The world’s finest wilderness lies beneath the waves

Frontiers Science Hero: Carlos M. Duarte from Frontiers on Vimeo.

Prof. Carlos M. Duarte became interested in Marine biology because of his love for oceans. “The beauty of the ocean ecosystem and the sense of freedom of this immense landscape when you are in the open ocean are special because of how small we feel when we are out there,” he said.

Prof. Carlos Duarte is Tarek Ahmed Juffali Research Chair in Red Sea Ecology with the Red Sea Research Center at King Abdullah University of Science and Technology. He was formerly Director of the Oceans Institute at The University of Western Australia (2011-2015) and Research Professor with the Spanish National Research Council (CSIC, 1999-2015) at the Mediterranean Institute for Advanced Studies (IMEDEA) in Mallorca, Spain. He is also the Field Chief Editor of Frontiers in Marine Science.

Another element which fascinates Duarte about the oceans is how little we know about them. Even scientists who have spent their lives researching them have barely begun to understand our oceans’ secrets. “Yet at the same time others are trying to find oceans in this distant planets with the hope that we will be able to use those oceans to sprawl out of this planet without having dedicated sufficient attention to explore the fundamental details about our own oceans,” he said.

Malaspina Expedition, an interdisciplinary research project

One of Duarte’s research highlights was the Malaspina Expedition in 2010. This was a global expedition with the goal of assessing the status of the oceans in terms of health and responses to human pressures. The 10-month long expedition involved approximately 700 scientists from around the world.

With this expedition, Duarte says he gained valuable experience in pushing forward with scientific goals. He says even if people do not believe in you, through will and powers of purpose, one can always achieve the impossible. “I was told by my colleagues and other people around me that what I wanted to do was impossible and I would never manage to do it; yet it got done. So it shows that there are no frontiers in science that cannot be broken and that we can really strive to achieve the impossible,” he said.
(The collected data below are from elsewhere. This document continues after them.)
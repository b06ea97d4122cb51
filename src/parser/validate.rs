//! Grammar validation and compilation.
//!
//! Every structural check runs here, once, at parser construction. The output
//! refers to non-terminals by index and splits each non-terminal's rules into
//! ordinary and direct-left-recursive sets, declaration order preserved.

use std::collections::HashMap;

use once_cell::sync::Lazy;
use regex::Regex;

use crate::{
    errors::{Error, ErrorKind, Result},
    grammar::{Grammar, Reducer, Symbol},
    lexer::Lexer,
    token::TokenKind,
};

static NON_TERMINAL_NAME: Lazy<Regex> = Lazy::new(|| {
    Regex::new(r"^[A-Za-z_][A-Za-z0-9_-]*$").expect("non-terminal name pattern is valid")
});

/// A rule symbol after name resolution.
#[derive(Debug, Clone, PartialEq)]
pub(crate) enum Slot {
    Terminal(TokenKind),
    NonTerminal(usize),
}

pub(crate) struct CompiledRule<V> {
    pub lhs: usize,
    pub rhs: Vec<Slot>,
    pub reducer: Option<Reducer<V>>,
    pub fail_hard: bool,
    pub notation: String,
}

#[derive(Debug, Default)]
pub(crate) struct NonTerminalSpec {
    pub name: String,
    pub ordinary: Vec<usize>,
    pub left_recursive: Vec<usize>,
}

pub(crate) struct CompiledGrammar<V> {
    pub start: usize,
    pub rules: Vec<CompiledRule<V>>,
    pub non_terminals: Vec<NonTerminalSpec>,
}

impl<V> CompiledGrammar<V> {
    pub fn slot_name(&self, slot: &Slot) -> String {
        match slot {
            Slot::Terminal(kind) => kind.to_string(),
            Slot::NonTerminal(id) => format!("#{}", self.non_terminals[*id].name),
        }
    }
}

pub(crate) fn compile<V>(grammar: Grammar<V>, lexer: &Lexer) -> Result<CompiledGrammar<V>> {
    let mut ids: HashMap<String, usize> = HashMap::new();
    let mut non_terminals: Vec<NonTerminalSpec> = Vec::new();

    for rule in &grammar.rules {
        let notation = rule.notation();
        if !NON_TERMINAL_NAME.is_match(&rule.lhs) {
            return Err(Error::new(ErrorKind::InvalidNonTerminal {
                name: rule.lhs.clone(),
            }));
        }
        if rule.rhs.is_empty() {
            return Err(Error::new(ErrorKind::EmptyProduction {
                non_terminal: rule.lhs.clone(),
            }));
        }
        if rule.rhs.iter().any(Symbol::is_empty) {
            return Err(Error::new(ErrorKind::EmptySymbol { rule: notation }));
        }
        if rule.is_left_recursive() && rule.rhs.len() < 2 {
            return Err(Error::new(ErrorKind::MalformedLeftRecursion { rule: notation }));
        }
        if rule.reducer.is_none() && rule.rhs.len() > 1 {
            return Err(Error::new(ErrorKind::MissingReducer { rule: notation }));
        }
        if !ids.contains_key(&rule.lhs) {
            ids.insert(rule.lhs.clone(), non_terminals.len());
            non_terminals.push(NonTerminalSpec {
                name: rule.lhs.clone(),
                ..NonTerminalSpec::default()
            });
        }
    }

    let start = *ids.get(&grammar.start).ok_or_else(|| {
        Error::new(ErrorKind::UndefinedStart {
            start: grammar.start.clone(),
        })
    })?;

    let mut rules = Vec::with_capacity(grammar.rules.len());
    for rule in grammar.rules {
        let notation = rule.notation();
        let left_recursive = rule.is_left_recursive();
        let rhs = rule
            .rhs
            .iter()
            .map(|symbol| resolve(symbol, &ids, lexer, &notation))
            .collect::<Result<Vec<_>>>()?;
        let lhs = ids[&rule.lhs];
        let index = rules.len();
        let spec = &mut non_terminals[lhs];
        if left_recursive {
            spec.left_recursive.push(index);
        } else {
            spec.ordinary.push(index);
        }
        rules.push(CompiledRule {
            lhs,
            rhs,
            reducer: rule.reducer,
            fail_hard: rule.fail_hard,
            notation,
        });
    }

    Ok(CompiledGrammar {
        start,
        rules,
        non_terminals,
    })
}

fn resolve(
    symbol: &Symbol,
    ids: &HashMap<String, usize>,
    lexer: &Lexer,
    notation: &str,
) -> Result<Slot> {
    match symbol {
        Symbol::NonTerminal(name) => ids.get(name).map(|&id| Slot::NonTerminal(id)).ok_or_else(|| {
            Error::new(ErrorKind::UndefinedNonTerminal {
                name: name.clone(),
                rule: notation.to_string(),
            })
        }),
        Symbol::Terminal(kind) if lexer.recognizes(kind) => Ok(Slot::Terminal(kind.clone())),
        Symbol::Terminal(kind) => Err(Error::new(ErrorKind::UnrecognizedTerminal {
            kind: kind.to_string(),
            rule: notation.to_string(),
        })),
    }
}

#[cfg(test)]
mod tests {
    use super::*;
    use crate::{grammar::Rule, value::Value};

    fn first(_: &crate::parser::ReduceContext<'_>, mut values: Vec<Value>) -> Result<Value> {
        Ok(values.swap_remove(0))
    }

    #[test]
    fn rules_partition_in_declaration_order() {
        let grammar = Grammar::new("sum").rules([
            Rule::new("sum", "#sum + NUMBER").reduce(first),
            Rule::new("sum", "NUMBER"),
            Rule::new("sum", "#sum - NUMBER").reduce(first),
            Rule::new("sum", "( #sum )").reduce(first),
        ]);
        let compiled = compile(grammar, &Lexer::default()).unwrap();
        let sum = &compiled.non_terminals[compiled.start];
        assert_eq!(sum.name, "sum");
        assert_eq!(sum.ordinary, vec![1, 3]);
        assert_eq!(sum.left_recursive, vec![0, 2]);
        assert_eq!(compiled.rules[0].rhs[0], Slot::NonTerminal(0));
        assert_eq!(compiled.slot_name(&compiled.rules[1].rhs[0]), "NUMBER");
    }

    #[test]
    fn non_terminal_names_must_be_identifiers() {
        for bad in ["", "1abc", "a b", "x!"] {
            let grammar: Grammar<Value> =
                Grammar::new("x").rule(Rule::from_symbols(bad, vec![Symbol::parse("NUMBER")]));
            let err = compile(grammar, &Lexer::default()).err().unwrap();
            assert!(
                matches!(err.kind, ErrorKind::InvalidNonTerminal { .. }),
                "{bad:?}: {err}"
            );
        }
    }

    #[test]
    fn single_symbol_self_reference_is_malformed() {
        let grammar: Grammar<Value> = Grammar::new("a").rules([
            Rule::new("a", "NUMBER"),
            Rule::new("a", "#a"),
        ]);
        let err = compile(grammar, &Lexer::default()).err().unwrap();
        assert!(matches!(err.kind, ErrorKind::MalformedLeftRecursion { .. }));
    }
}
During the expedition, Duarte and his team completed the first estimate of the number of microbiological species inhabiting the deep sea, which is the largest ecosystem on earth and still poorly explored. They also learned the reasons why the deep sea accumulates a large pool of organic carbon that sits in the ocean at 1,000 meters deep. Scientists once assumed this mass was made of non-degradable chemical compounds, which was why it was there, but the team learned the mass contained readily degradable compounds but each of them at concentrations much too low to be used.

World’s largest biosphere

Microorganisms are the engine behind the biosphere. An example of a biosphere we can see is a forest. The ocean also contains forests but it’s less visible. “We tend to see organisms that are our size or similar,” Duarte said. “The ocean is a microbial ecosystem invisible to the mere eye. In the ocean, the biosphere is composed of microorganisms that are one thousandth of a millimeter in diameter but they produce as much or even more oxygen than all the forests of the world.”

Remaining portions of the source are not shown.